**EXERCISE BRIEF:** Each line from the one containing "const NS: &str" through the final line below must be reproduced exactly, and no others.

▼▼▼

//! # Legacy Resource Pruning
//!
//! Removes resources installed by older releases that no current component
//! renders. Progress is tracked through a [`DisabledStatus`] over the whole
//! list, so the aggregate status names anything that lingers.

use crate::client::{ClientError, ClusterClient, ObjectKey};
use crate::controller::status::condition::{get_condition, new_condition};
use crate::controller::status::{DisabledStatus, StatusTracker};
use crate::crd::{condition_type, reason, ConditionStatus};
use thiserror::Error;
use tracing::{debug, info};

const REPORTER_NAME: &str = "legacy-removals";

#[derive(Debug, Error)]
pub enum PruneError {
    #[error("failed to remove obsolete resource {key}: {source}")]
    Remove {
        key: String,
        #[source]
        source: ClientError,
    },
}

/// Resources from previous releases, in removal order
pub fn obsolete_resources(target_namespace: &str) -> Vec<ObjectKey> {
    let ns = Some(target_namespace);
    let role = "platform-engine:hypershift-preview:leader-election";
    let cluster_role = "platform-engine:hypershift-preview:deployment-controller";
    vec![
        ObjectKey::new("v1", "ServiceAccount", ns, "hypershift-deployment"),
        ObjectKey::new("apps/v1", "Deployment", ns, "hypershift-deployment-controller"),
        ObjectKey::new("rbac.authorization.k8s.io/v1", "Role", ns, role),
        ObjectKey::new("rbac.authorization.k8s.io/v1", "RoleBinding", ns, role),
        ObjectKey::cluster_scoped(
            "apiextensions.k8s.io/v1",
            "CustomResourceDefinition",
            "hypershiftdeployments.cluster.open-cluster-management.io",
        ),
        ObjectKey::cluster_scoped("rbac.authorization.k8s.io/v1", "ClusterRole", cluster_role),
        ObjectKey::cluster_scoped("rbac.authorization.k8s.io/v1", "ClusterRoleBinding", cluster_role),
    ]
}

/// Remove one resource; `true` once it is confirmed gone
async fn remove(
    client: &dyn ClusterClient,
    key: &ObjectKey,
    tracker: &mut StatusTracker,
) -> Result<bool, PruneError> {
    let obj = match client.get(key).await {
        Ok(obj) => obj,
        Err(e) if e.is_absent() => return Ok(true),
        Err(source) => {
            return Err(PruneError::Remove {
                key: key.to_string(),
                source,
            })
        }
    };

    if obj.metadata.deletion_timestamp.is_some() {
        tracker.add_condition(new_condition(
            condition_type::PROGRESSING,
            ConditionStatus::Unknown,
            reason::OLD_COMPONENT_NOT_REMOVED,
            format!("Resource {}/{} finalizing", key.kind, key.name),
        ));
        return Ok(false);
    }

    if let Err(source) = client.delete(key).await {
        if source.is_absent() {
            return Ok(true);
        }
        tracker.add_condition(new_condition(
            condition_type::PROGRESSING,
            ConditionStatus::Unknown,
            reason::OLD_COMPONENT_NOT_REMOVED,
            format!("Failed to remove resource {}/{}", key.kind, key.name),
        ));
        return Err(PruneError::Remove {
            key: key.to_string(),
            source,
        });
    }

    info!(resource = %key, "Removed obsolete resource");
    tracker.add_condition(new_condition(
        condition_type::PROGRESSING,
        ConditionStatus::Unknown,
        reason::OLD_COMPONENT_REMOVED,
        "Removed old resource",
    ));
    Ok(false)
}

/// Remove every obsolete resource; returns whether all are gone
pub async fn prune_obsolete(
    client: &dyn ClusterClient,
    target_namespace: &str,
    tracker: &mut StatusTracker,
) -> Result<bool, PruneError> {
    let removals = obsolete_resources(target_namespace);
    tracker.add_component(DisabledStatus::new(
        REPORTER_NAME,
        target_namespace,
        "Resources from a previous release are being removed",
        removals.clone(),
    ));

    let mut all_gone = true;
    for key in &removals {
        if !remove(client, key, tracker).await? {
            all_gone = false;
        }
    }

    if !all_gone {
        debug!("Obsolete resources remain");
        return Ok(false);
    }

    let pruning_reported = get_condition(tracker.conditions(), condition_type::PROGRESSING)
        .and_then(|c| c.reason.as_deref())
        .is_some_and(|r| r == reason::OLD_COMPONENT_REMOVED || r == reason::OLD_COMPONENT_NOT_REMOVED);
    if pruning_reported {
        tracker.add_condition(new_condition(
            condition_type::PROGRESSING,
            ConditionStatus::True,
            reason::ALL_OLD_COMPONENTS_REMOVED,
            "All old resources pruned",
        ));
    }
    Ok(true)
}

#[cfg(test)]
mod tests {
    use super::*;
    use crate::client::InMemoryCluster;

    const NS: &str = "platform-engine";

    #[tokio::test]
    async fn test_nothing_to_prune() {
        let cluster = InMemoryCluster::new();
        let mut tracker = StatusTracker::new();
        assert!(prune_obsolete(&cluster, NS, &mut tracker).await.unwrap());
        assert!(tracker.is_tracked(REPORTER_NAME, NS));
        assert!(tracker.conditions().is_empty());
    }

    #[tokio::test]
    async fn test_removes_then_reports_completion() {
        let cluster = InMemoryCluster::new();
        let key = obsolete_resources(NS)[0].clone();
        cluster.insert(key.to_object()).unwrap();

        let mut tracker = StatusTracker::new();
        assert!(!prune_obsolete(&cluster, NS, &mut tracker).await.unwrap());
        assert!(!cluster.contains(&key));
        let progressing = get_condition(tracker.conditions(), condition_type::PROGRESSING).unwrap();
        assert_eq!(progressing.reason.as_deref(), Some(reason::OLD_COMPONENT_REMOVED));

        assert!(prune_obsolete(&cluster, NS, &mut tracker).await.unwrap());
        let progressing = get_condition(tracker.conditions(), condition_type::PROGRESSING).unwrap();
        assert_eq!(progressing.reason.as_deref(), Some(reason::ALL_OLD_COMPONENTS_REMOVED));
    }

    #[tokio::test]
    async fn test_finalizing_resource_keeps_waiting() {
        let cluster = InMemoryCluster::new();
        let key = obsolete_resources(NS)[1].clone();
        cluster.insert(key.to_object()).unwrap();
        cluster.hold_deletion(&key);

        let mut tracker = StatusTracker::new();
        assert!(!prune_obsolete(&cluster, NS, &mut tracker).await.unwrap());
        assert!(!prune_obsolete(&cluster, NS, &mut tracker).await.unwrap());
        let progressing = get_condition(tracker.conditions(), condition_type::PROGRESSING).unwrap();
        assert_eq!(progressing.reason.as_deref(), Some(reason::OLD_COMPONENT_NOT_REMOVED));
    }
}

▲▲▲

**YOUR SOLUTION:**
    const NS: &str = "platform-engine";

    #[tokio::test]
    async fn test_nothing_to_prune() {
        let cluster = InMemoryCluster::new();
        let mut tracker = StatusTracker::new();
        assert!(prune_obsolete(&cluster, NS, &mut tracker).await.unwrap());
        assert!(tracker.is_tracked(REPORTER_NAME, NS));
        assert!(tracker.conditions().is_empty());
    }

    #[tokio::test]
    async fn test_removes_then_reports_completion() {
        let cluster = InMemoryCluster::new();
        let key = obsolete_resources(NS)[0].clone();
        cluster.insert(key.to_object()).unwrap();

        let mut tracker = StatusTracker::new();
        assert!(!prune_obsolete(&cluster, NS, &mut tracker).await.unwrap());
        assert!(!cluster.contains(&key));
        let progressing = get_condition(tracker.conditions(), condition_type::PROGRESSING).unwrap();
        assert_eq!(progressing.reason.as_deref(), Some(reason::OLD_COMPONENT_REMOVED));

        assert!(prune_obsolete(&cluster, NS, &mut tracker).await.unwrap());
        let progressing = get_condition(tracker.conditions(), condition_type::PROGRESSING).unwrap();
        assert_eq!(progressing.reason.as_deref(), Some(reason::ALL_OLD_COMPONENTS_REMOVED));
    }

    #[tokio::test]
    async fn test_finalizing_resource_keeps_waiting() {
        let cluster = InMemoryCluster::new();
        let key = obsolete_resources(NS)[1].clone();
        cluster.insert(key.to_object()).unwrap();
        cluster.hold_deletion(&key);

        let mut tracker = StatusTracker::new();
        assert!(!prune_obsolete(&cluster, NS, &mut tracker).await.unwrap());
        assert!(!prune_obsolete(&cluster, NS, &mut tracker).await.unwrap());
        let progressing = get_condition(tracker.conditions(), condition_type::PROGRESSING).unwrap();
        assert_eq!(progressing.reason.as_deref(), Some(reason::OLD_COMPONENT_NOT_REMOVED));
    }
}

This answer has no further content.